Saved data entries
════════════════

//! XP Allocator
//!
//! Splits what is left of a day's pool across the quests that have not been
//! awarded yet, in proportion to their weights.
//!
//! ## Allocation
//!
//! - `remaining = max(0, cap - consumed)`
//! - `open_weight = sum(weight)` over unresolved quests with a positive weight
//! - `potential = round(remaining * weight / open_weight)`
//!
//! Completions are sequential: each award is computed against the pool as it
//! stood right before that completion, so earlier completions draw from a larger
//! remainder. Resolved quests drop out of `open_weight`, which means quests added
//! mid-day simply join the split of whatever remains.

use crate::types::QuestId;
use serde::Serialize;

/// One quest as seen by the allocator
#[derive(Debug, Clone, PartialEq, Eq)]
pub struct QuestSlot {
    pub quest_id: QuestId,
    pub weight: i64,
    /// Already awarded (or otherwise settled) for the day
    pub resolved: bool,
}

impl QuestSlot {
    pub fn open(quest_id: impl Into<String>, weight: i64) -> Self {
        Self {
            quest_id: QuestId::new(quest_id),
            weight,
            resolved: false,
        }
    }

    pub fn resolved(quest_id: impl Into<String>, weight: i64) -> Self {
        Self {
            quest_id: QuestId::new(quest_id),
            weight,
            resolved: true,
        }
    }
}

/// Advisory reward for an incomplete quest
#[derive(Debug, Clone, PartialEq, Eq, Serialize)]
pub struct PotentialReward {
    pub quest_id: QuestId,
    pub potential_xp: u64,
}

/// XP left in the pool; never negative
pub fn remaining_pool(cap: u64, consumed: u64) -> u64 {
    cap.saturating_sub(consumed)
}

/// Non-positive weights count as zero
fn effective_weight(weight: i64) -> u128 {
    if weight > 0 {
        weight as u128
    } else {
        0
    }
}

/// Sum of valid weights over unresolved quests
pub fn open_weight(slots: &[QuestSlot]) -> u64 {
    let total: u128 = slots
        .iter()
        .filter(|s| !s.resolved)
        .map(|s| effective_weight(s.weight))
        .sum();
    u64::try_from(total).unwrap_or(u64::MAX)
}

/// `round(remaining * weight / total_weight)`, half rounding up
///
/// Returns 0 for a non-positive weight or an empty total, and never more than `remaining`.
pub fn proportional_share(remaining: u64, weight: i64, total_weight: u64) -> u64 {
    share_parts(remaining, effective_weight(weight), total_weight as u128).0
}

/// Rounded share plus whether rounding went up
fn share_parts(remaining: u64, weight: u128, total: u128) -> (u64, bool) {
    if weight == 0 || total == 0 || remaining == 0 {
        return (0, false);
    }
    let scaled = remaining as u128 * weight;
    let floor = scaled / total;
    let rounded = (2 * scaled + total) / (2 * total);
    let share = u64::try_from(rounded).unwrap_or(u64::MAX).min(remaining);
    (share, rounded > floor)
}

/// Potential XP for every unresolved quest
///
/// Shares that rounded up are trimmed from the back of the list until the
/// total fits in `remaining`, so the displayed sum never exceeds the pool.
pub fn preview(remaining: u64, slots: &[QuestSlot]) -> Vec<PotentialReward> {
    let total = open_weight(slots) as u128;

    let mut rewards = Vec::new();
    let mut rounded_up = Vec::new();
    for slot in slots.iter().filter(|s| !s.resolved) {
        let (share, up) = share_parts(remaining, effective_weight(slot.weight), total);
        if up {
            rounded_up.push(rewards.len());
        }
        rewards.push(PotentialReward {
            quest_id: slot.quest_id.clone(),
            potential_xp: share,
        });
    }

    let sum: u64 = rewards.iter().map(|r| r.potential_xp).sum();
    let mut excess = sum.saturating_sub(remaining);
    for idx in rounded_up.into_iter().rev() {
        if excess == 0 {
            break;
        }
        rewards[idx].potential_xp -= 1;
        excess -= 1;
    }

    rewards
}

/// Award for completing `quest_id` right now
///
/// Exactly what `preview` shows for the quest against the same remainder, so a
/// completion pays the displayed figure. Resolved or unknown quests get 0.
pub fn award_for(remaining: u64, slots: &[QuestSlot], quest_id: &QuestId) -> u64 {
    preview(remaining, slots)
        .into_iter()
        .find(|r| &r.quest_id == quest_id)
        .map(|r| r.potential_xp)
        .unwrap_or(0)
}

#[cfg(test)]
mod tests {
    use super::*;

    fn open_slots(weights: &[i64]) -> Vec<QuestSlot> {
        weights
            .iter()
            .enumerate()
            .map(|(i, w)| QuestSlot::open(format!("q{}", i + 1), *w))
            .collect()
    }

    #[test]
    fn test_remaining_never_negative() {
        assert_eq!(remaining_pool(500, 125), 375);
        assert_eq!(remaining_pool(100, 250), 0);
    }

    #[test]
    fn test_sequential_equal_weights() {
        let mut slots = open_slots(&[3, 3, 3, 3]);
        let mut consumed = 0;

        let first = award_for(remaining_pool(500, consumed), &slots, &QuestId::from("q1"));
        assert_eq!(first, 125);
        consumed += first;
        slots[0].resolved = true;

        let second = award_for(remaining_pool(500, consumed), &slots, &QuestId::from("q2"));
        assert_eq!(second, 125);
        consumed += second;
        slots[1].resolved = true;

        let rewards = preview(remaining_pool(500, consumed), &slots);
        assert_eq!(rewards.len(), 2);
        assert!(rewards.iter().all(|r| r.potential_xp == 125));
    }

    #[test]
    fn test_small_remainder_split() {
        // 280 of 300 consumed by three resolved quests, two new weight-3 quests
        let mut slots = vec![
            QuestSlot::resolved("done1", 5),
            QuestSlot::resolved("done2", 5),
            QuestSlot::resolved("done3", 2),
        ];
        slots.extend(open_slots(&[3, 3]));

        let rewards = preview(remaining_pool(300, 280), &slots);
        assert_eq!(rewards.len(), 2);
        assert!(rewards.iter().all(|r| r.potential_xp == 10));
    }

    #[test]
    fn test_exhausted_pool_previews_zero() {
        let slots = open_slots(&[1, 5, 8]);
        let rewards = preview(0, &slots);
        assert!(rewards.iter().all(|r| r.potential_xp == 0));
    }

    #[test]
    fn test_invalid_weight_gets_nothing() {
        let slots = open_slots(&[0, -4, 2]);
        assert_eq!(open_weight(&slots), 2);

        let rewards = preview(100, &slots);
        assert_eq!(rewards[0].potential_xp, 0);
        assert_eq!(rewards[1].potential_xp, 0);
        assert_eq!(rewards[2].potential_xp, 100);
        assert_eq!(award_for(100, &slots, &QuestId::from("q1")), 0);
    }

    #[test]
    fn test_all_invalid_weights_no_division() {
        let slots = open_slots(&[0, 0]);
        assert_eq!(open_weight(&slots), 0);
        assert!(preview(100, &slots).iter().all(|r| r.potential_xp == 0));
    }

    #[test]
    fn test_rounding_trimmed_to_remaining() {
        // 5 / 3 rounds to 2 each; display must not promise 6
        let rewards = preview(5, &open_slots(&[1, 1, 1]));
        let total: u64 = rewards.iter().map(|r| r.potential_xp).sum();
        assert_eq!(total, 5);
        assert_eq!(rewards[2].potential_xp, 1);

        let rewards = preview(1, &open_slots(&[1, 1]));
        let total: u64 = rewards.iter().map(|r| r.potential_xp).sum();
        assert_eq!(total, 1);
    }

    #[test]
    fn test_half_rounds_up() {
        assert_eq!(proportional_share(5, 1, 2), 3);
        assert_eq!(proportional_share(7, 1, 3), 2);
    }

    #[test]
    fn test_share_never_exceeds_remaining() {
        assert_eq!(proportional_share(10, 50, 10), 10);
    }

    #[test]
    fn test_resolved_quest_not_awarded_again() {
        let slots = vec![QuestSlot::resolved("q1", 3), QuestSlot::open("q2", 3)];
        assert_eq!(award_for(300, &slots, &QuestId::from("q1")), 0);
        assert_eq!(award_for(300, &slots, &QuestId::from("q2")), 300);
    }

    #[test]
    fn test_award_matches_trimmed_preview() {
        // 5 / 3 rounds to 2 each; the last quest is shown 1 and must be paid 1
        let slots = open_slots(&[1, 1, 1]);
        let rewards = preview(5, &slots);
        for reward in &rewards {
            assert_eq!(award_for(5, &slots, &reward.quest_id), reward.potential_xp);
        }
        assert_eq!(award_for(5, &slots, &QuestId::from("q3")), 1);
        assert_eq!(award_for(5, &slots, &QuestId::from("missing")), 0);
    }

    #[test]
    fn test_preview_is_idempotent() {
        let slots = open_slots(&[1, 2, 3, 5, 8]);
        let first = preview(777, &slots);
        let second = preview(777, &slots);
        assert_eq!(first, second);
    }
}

════════════════

• _Activity_:
Please reproduce exactly the lines from the first one of the records above through the line containing "means quests added", both included, and nothing else.

• _Answer to the exercise_:
//! XP Allocator
//!
//! Splits what is left of a day's pool across the quests that have not been
//! awarded yet, in proportion to their weights.
//!
//! ## Allocation
//!
//! - `remaining = max(0, cap - consumed)`
//! - `open_weight = sum(weight)` over unresolved quests with a positive weight
//! - `potential = round(remaining * weight / open_weight)`
//!
//! Completions are sequential: each award is computed against the pool as it
//! stood right before that completion, so earlier completions draw from a larger
//! remainder. Resolved quests drop out of `open_weight`, which means quests added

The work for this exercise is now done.